O cavalo decola em um rápido trote para baixo Toscano país estrada fronteira, exuberantes, com vinhedos de Chianti. Agora eu sou “encontrar o meu lugar”, como o cavalo de especialistas chamam a isso. Minha mente está em manter minhas costas em linha reta, como uma bailarina. Meus calcanhares estão para baixo da minha coxa, os músculos trabalhando duro para que eu fique firme em meu cavalo sem segurar nada, mas as rédeas. Eu estou concentrando-se em bom equilíbrio — ou “centrado cavalo” — e sobre o que meu cavalo está pensando. É a sua igualdade com certeza esta colina rochosa? Ele está de olho que patch de framboesas selvagens crescente precariamente perto da borda da estrada? Que eu mantenha meu coração firme, mas confortável o suficiente para nós dois, e tentar antecipar seus movimentos. Controlar essa enorme e poderosa besta com o conhecimento, a habilidade e a empatia me dá um rush de auto-confiança que dura muito mais tempo do que o passeio em si. Quando eu desmontar no final da trilha, meu sangue é de bombeamento. Eu estou brilhando com o suor, todos os meus músculos são maravilhosamente dor, e eu sinto que posso conquistar o mundo.

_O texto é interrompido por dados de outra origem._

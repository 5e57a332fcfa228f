//! the expression every part of the engine trades in

use std::fmt::{Debug, Display, Formatter, Result as FmtResult};
use std::rc::Rc;

use crate::cont::{self, Continuation};
use crate::curry::FuncDef;
use crate::error::Error;
use crate::flag::{Atom, Tag};
use crate::pattern::Pattern;
use crate::sumtype::{Alternate, Case, Maybe, Switch};
use crate::value::{Ratio, Typed, Value};

#[derive(Clone)]
pub enum Expr {
    /// absence, and the result of anything that did not fit
    None,
    Data(Value),
    Pattern(Pattern),
    Func(FuncDef),

    Pair(Rc<(Expr, Expr)>),
    Key(Rc<str>, Rc<Expr>),
    List(Continuation),
    Vector(Rc<[Expr]>),
    Tuple(Rc<[Expr]>),
    Record(Rc<[(Rc<str>, Expr)]>),

    Just(Rc<Expr>),
    Either(Rc<Expr>),
    Or(Rc<Expr>),
    Case(Case),
    Switch(Switch),
    Maybe(Maybe),
    Alternate(Alternate),
}

impl Expr {
    pub fn is_none(&self) -> bool {
        matches!(self, Expr::None)
    }

    pub fn as_value(&self) -> Option<&Value> {
        match self {
            Expr::Data(v) => Some(v),
            _ => None,
        }
    }

    pub fn as_func(&self) -> Option<&FuncDef> {
        match self {
            Expr::Func(f) => Some(f),
            _ => None,
        }
    }

    /// Invoke with further arguments. Functions and branches dispatch,
    /// wrappers forward, and sequences take the arguments in (a list or vector
    /// appends them, a tuple or record is indexed by them). Data ignores them.
    pub fn call(&self, args: &[Expr]) -> Expr {
        match self {
            Expr::None => Expr::None,
            Expr::Data(_) | Expr::Pattern(_) => self.clone(),
            Expr::Func(f) => f.call(args),
            Expr::Case(c) => c.call(args),
            Expr::Switch(s) => s.call(args),
            Expr::Maybe(m) => m.call(args),
            Expr::Alternate(a) => a.call(args),

            _ if args.is_empty() => self.clone(),

            Expr::Pair(p) => Expr::pair(p.0.call(args), p.1.call(args)),
            Expr::Key(k, v) => Expr::Key(k.clone(), Rc::new(v.call(args))),
            Expr::List(c) => Expr::List(cont::concat(c, &Continuation::from_vec(args.into()))),
            Expr::Vector(items) => Expr::Vector(items.iter().chain(args).cloned().collect()),
            Expr::Tuple(_) => select(args, |a| {
                a.as_value()
                    .and_then(Value::as_int)
                    .and_then(|n| usize::try_from(n).ok())
                    .map_or(Expr::None, |k| self.get(k))
            }),
            Expr::Record(_) => select(args, |a| {
                a.as_value()
                    .and_then(Value::as_str)
                    .map_or(Expr::None, |k| self.field(k))
            }),

            Expr::Just(x) => Expr::just(x.call(args)),
            Expr::Either(x) => Expr::either(x.call(args)),
            Expr::Or(x) => Expr::or(x.call(args)),
        }
    }

    /// Functor map: None stays None, wrappers keep their branch, lists map
    /// lazily, vectors element-wise, anything else is given directly to `f`.
    pub fn fmap(&self, f: impl Fn(&Expr) -> Expr + 'static) -> Expr {
        match self {
            Expr::None => Expr::None,
            Expr::Just(x) => Expr::just(f(x.as_ref())),
            Expr::Either(x) => Expr::either(f(x.as_ref())),
            Expr::Or(x) => Expr::or(f(x.as_ref())),
            Expr::List(c) => Expr::List(cont::map(c, f)),
            Expr::Vector(items) => Expr::Vector(items.iter().map(f).collect()),
            other => f(other),
        }
    }

    /// the content of a Just, Either, Or or Key
    pub fn inner(&self) -> Option<&Expr> {
        match self {
            Expr::Just(x) | Expr::Either(x) | Expr::Or(x) | Expr::Key(_, x) => Some(x),
            _ => None,
        }
    }
}

fn select(args: &[Expr], each: impl Fn(&Expr) -> Expr) -> Expr {
    match args {
        [one] => each(one),
        many => Expr::Vector(many.iter().map(each).collect()),
    }
}

// wrappers {{{
impl Expr {
    /// None stays None and a Just is not wrapped again
    pub fn just(x: Expr) -> Expr {
        match x {
            Expr::None => Expr::None,
            Expr::Just(_) => x,
            x => Expr::Just(Rc::new(x)),
        }
    }

    pub fn either(x: Expr) -> Expr {
        match x {
            Expr::None => Expr::None,
            Expr::Either(_) => x,
            x => Expr::Either(Rc::new(x)),
        }
    }

    pub fn or(x: Expr) -> Expr {
        match x {
            Expr::None => Expr::None,
            Expr::Or(_) => x,
            x => Expr::Or(Rc::new(x)),
        }
    }

    pub fn error(e: impl Into<Error>) -> Expr {
        Expr::Data(Value::from(e.into()))
    }
}
// }}}

/// The shared pattern of the items, or the union of their tags when they
/// differ. Only an empty vector has a generic element.
fn common_pattern(items: &[Expr]) -> Pattern {
    let Some((first, rest)) = items.split_first() else {
        return Pattern::generic();
    };
    let first = first.pattern();
    if rest.iter().all(|it| it.pattern() == first) {
        first
    } else {
        Pattern::atom(items.iter().map(Expr::tag).collect::<Tag>())
    }
}

/// how many raw heads a list's element pattern is looked for in
const LOOKAHEAD: usize = 8;

impl Typed for Expr {
    fn tag(&self) -> Tag {
        self.pattern().ident()
    }

    fn pattern(&self) -> Pattern {
        match self {
            Expr::None => Pattern::atom(Atom::None),
            Expr::Data(v) => v.pattern(),
            Expr::Pattern(_) => Pattern::atom(Atom::Flag),
            Expr::Func(f) => f.pattern().clone(),

            Expr::Pair(p) => Pattern::pair(p.0.pattern(), p.1.pattern()),
            Expr::Key(k, v) => Pattern::field(k, v.pattern()),
            Expr::List(c) => Pattern::list(match c.first_within(LOOKAHEAD) {
                Some(h) => h.pattern(),
                None => Pattern::generic(),
            }),
            Expr::Vector(items) => Pattern::vector(common_pattern(items)),
            Expr::Tuple(fields) => Pattern::tuple(fields.iter().map(Expr::pattern)),
            Expr::Record(fields) => Pattern::record(fields.iter().map(|(k, v)| (&**k, v.pattern()))),

            Expr::Just(x) => Pattern::wrapped(Atom::Just, x.pattern()),
            Expr::Either(x) => Pattern::wrapped(Atom::Either, x.pattern()),
            Expr::Or(x) => Pattern::wrapped(Atom::Or, x.pattern()),
            Expr::Case(c) => c.pattern(),
            Expr::Switch(s) => s.pattern(),
            Expr::Maybe(m) => m.pattern(),
            Expr::Alternate(a) => a.pattern(),
        }
    }
}

impl PartialEq for Expr {
    /// structural for data, by identity for functions and sequences
    fn eq(&self, other: &Self) -> bool {
        match (self, other) {
            (Expr::None, Expr::None) => true,
            (Expr::Data(l), Expr::Data(r)) => l == r,
            (Expr::Pattern(l), Expr::Pattern(r)) => l == r,
            (Expr::Func(l), Expr::Func(r)) => l == r,
            (Expr::Pair(l), Expr::Pair(r)) => l == r,
            (Expr::Key(lk, lv), Expr::Key(rk, rv)) => lk == rk && lv == rv,
            (Expr::List(l), Expr::List(r)) => l == r,
            (Expr::Vector(l), Expr::Vector(r)) => l == r,
            (Expr::Tuple(l), Expr::Tuple(r)) => l == r,
            (Expr::Record(l), Expr::Record(r)) => l == r,
            (Expr::Just(l), Expr::Just(r)) => l == r,
            (Expr::Either(l), Expr::Either(r)) => l == r,
            (Expr::Or(l), Expr::Or(r)) => l == r,
            (Expr::Case(l), Expr::Case(r)) => l == r,
            (Expr::Switch(l), Expr::Switch(r)) => l == r,
            (Expr::Maybe(l), Expr::Maybe(r)) => l == r,
            (Expr::Alternate(l), Expr::Alternate(r)) => l == r,
            _ => false,
        }
    }
}

// from host {{{
macro_rules! from_data {
    ($($t:ty),*) => {
        $(impl From<$t> for Expr {
            fn from(it: $t) -> Self {
                Expr::Data(it.into())
            }
        })*
    };
}

from_data!(Value, bool, i32, i64, u64, f64, u8, char, &str, String, Ratio, Tag, Error);

impl From<FuncDef> for Expr {
    fn from(f: FuncDef) -> Self {
        Expr::Func(f)
    }
}

impl From<Pattern> for Expr {
    fn from(p: Pattern) -> Self {
        Expr::Pattern(p)
    }
}

impl From<Continuation> for Expr {
    fn from(c: Continuation) -> Self {
        Expr::List(c)
    }
}

impl<T: Into<Expr>> From<Option<T>> for Expr {
    fn from(o: Option<T>) -> Self {
        o.map_or(Expr::None, |it| Expr::just(it.into()))
    }
}
// }}}

// to host {{{
fn not_a(expected: impl Into<Tag>, actual: &Expr) -> Error {
    Error::NotA {
        expected: expected.into(),
        actual: actual.tag(),
    }
}

impl TryFrom<&Expr> for i64 {
    type Error = Error;
    fn try_from(e: &Expr) -> Result<Self, Error> {
        e.as_value()
            .and_then(Value::as_int)
            .ok_or_else(|| not_a(Tag::INTEGERS, e))
    }
}

impl TryFrom<&Expr> for f64 {
    type Error = Error;
    fn try_from(e: &Expr) -> Result<Self, Error> {
        e.as_value()
            .and_then(Value::as_float)
            .ok_or_else(|| not_a(Tag::NUMBERS, e))
    }
}

impl TryFrom<&Expr> for bool {
    type Error = Error;
    fn try_from(e: &Expr) -> Result<Self, Error> {
        e.as_value()
            .and_then(Value::as_bool)
            .ok_or_else(|| not_a(Atom::Bool, e))
    }
}

impl TryFrom<&Expr> for String {
    type Error = Error;
    fn try_from(e: &Expr) -> Result<Self, Error> {
        e.as_value()
            .and_then(Value::as_str)
            .map(str::to_owned)
            .ok_or_else(|| not_a(Atom::String, e))
    }
}
// }}}

/// how many leading elements of a list are shown
const SHOWN: usize = 8;

fn comma_sep<'a>(f: &mut Formatter, items: impl IntoIterator<Item = &'a Expr>) -> FmtResult {
    for (k, it) in items.into_iter().enumerate() {
        if 0 < k {
            write!(f, ", ")?;
        }
        write!(f, "{it}")?;
    }
    Ok(())
}

impl Display for Expr {
    fn fmt(&self, f: &mut Formatter) -> FmtResult {
        match self {
            Expr::None => write!(f, "None"),
            Expr::Data(v) => write!(f, "{v}"),
            Expr::Pattern(p) => write!(f, "{p}"),
            Expr::Func(func) => write!(f, "fn({})", func.pattern()),

            Expr::Pair(p) => write!(f, "({}, {})", p.0, p.1),
            Expr::Key(k, v) => write!(f, "{k}: {v}"),
            Expr::List(c) => {
                let shown: Vec<_> = c.iter().take(SHOWN + 1).collect();
                write!(f, "[")?;
                comma_sep(f, shown.iter().take(SHOWN))?;
                if SHOWN < shown.len() {
                    write!(f, ", ..")?;
                }
                write!(f, "]")
            }
            Expr::Vector(items) => {
                write!(f, "Vector[")?;
                comma_sep(f, items.iter())?;
                write!(f, "]")
            }
            Expr::Tuple(fields) => {
                write!(f, "(")?;
                comma_sep(f, fields.iter())?;
                write!(f, ")")
            }
            Expr::Record(fields) => {
                write!(f, "{{")?;
                for (k, (key, it)) in fields.iter().enumerate() {
                    if 0 < k {
                        write!(f, ", ")?;
                    }
                    write!(f, "{key}: {it}")?;
                }
                write!(f, "}}")
            }

            Expr::Just(x) => write!(f, "Just {x}"),
            Expr::Either(x) => write!(f, "Either {x}"),
            Expr::Or(x) => write!(f, "Or {x}"),
            Expr::Case(c) => write!(f, "case({})", c.pattern()),
            Expr::Switch(s) => write!(f, "switch({})", s.len()),
            Expr::Maybe(m) => write!(f, "maybe({})", m.pattern()),
            Expr::Alternate(a) => write!(f, "alternate({})", a.pattern()),
        }
    }
}

impl Debug for Expr {
    fn fmt(&self, f: &mut Formatter) -> FmtResult {
        write!(f, "{self}")
    }
}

Depois de andar em trilhas em destinos mais distantes e aqui em casa no Sudoeste Americano, eu finalmente tornar-se o horsey menina nunca foi como um adolescente. Eu caí no amor com a capacitação de equitação dá às mulheres. Também aprendi que o pico de experiência trilha a cavalo é algo que até mesmo os pilotos novatos podem realizar. Com um guia especializado, iniciantes podem caminhar com segurança pelas florestas tropicais, terreno do deserto, montanhas, rios, apenas sobre qualquer paisagem que se possa imaginar. Rodei com 80 anos de idade, crianças e portadores de deficiência física. “É como nadar através do ar”, disse um dos meus trail amigos, 70-mais anos de idade em seu primeiro passeio.

Eu sei que a alta se sentia. Houve um momento em minha última trail ride, através do Belize floresta tropical, quando todas as habilidades que eu tinha aprendido, de equilíbrio, de controle e de conexão para o meu cavalo caiu no lugar. Chico era de responder aos meus comandos quase antes de eu os fiz. Ele levantou-me, como se eu fosse uma pena em sua volta, através de um precário caminho lamacento e em um local fresco verde de copas de palmeiras. Meu corpo parecia uma extensão de sua — todos os seus músculos, velocidade e força foram a minha também. Os Americanos Nativos das planícies tinha uma expressão: “Roubar cavalos é roubar o poder.” Para mim, dominar um cavalo é dominar-me.

Gretchen KellyGretchen Kelly, um escritor freelance, mora na Cidade de Nova York.